Welcome to the Agentuity AI Agent Evaluation System! This project provides a comprehensive framework for evaluating AI models using a multi-agent architecture that orchestrates dataset loading, prompt templating, model execution, and result analysis.

🎯 Overview

This evaluation system uses multiple specialized agents to create a robust, scalable framework for testing AI models against ground truth datasets. Each agent has a discrete task and can pass information to others through the Agentuity key-value store.

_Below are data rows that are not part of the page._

//! Font registration.

use std::collections::HashMap;
use std::path::{Path, PathBuf};
use tracing::debug;

/// One font file and the alias views use for it.
#[derive(Debug, Clone, PartialEq, Eq)]
pub struct FontDescriptor {
    pub filename: PathBuf,
    pub alias: Option<String>,
}

/// Fonts collected from `configure_fonts` callbacks, in registration order.
#[derive(Debug, Default)]
pub struct FontCollection {
    fonts: Vec<FontDescriptor>,
}

impl FontCollection {
    pub fn add_font(&mut self, filename: impl Into<PathBuf>, alias: Option<&str>) -> &mut Self {
        self.fonts.push(FontDescriptor {
            filename: filename.into(),
            alias: alias.map(String::from),
        });
        self
    }

    pub fn len(&self) -> usize {
        self.fonts.len()
    }

    pub fn is_empty(&self) -> bool {
        self.fonts.is_empty()
    }

    pub fn iter(&self) -> impl Iterator<Item = &FontDescriptor> {
        self.fonts.iter()
    }
}

impl IntoIterator for FontCollection {
    type Item = FontDescriptor;
    type IntoIter = std::vec::IntoIter<FontDescriptor>;

    fn into_iter(self) -> Self::IntoIter {
        self.fonts.into_iter()
    }
}

/// Resolves font names used by views to registered font files.
///
/// Lookups are case-insensitive and match either the alias or the file
/// name. Re-registering a name replaces the earlier font.
#[derive(Debug, Default)]
pub struct FontRegistry {
    by_name: HashMap<String, FontDescriptor>,
}

fn key(name: &str) -> String {
    name.to_lowercase()
}

impl FontRegistry {
    pub fn new() -> Self {
        Self::default()
    }

    pub fn register(&mut self, font: FontDescriptor) {
        debug!(filename = %font.filename.display(), alias = ?font.alias, "registering font");

        if let Some(name) = font.filename.file_name().and_then(|n| n.to_str()) {
            self.by_name.insert(key(name), font.clone());
        }
        if let Some(alias) = &font.alias {
            self.by_name.insert(key(alias), font);
        }
    }

    pub fn resolve(&self, name: &str) -> Option<&Path> {
        self.by_name.get(&key(name)).map(|font| font.filename.as_path())
    }

    pub fn contains(&self, name: &str) -> bool {
        self.by_name.contains_key(&key(name))
    }

    /// Number of distinct names that resolve to a font.
    pub fn len(&self) -> usize {
        self.by_name.len()
    }

    pub fn is_empty(&self) -> bool {
        self.by_name.is_empty()
    }
}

The system includes a modern React-based web interface that provides:

Results Dashboard: View evaluation summaries, detailed results, and real-time progress
Dataset Management: Upload and manage evaluation datasets
Evaluation Configuration: Set up new evaluations with custom parameters
Settings Management: Configure API endpoints and authentication

System Architecture

┌─────────────────┐    ┌─────────────────┐    ┌─────────────────┐
│  Dataset Loader │───▶│ Template Manager│───▶│ Evaluation      │
│     Agent       │    │     Agent       │    │ Runner Agent    │
└─────────────────┘    └─────────────────┘    └─────────────────┘
                                                        │
                                                        ▼
                       ┌─────────────────┐    ┌─────────────────┐
                       │  LLM as Judge   │◀───│   Claude API    │
                       │     Agent       │    │  (integrated)   │
                       └─────────────────┘    └─────────────────┘
                                                        │
                                                        ▼
                       ┌─────────────────┐    ┌─────────────────┐
                       │  Results API    │───▶│  React Frontend │
                       │     Agent       │    │   (Web UI)      │
                       └─────────────────┘    └─────────────────┘

🏗️ Agent Structure

Core Agents

dataset_loader: Loads and validates ground truth evaluation datasets
template_manager: Handles prompt templates with variable substitution
evaluation_runner: Executes evaluation cases, coordinates model testing, and communicates directly with AI models (Claude, GPT, etc.)
llm_as_judge: Uses Claude to intelligently compare model outputs against expected results with 0-100 similarity scoring
results_api: Serves evaluation data from KV store to the React frontend

📋 Prerequisites

Before you begin, ensure you have the following installed:

Python: Version 3.10 or higher
UV: Version 0.5.25 or higher (Documentation)
Node.js: Version 18 or higher
npm: Latest version
Agentuity CLI: Latest version

🚀 Getting Started

Authentication

agentuity login

Quick Setup

Start Development Environment:

# Start the Agentuity development server
agentuity dev

Configure Backend:

# Run the setup script (uses dev environment by default)
python setup_env.py

# Or manually set environment variables (optional)
export AGENTUITY_BASE_URL=" https://dev-i9bbrvz6i.agentuity.run"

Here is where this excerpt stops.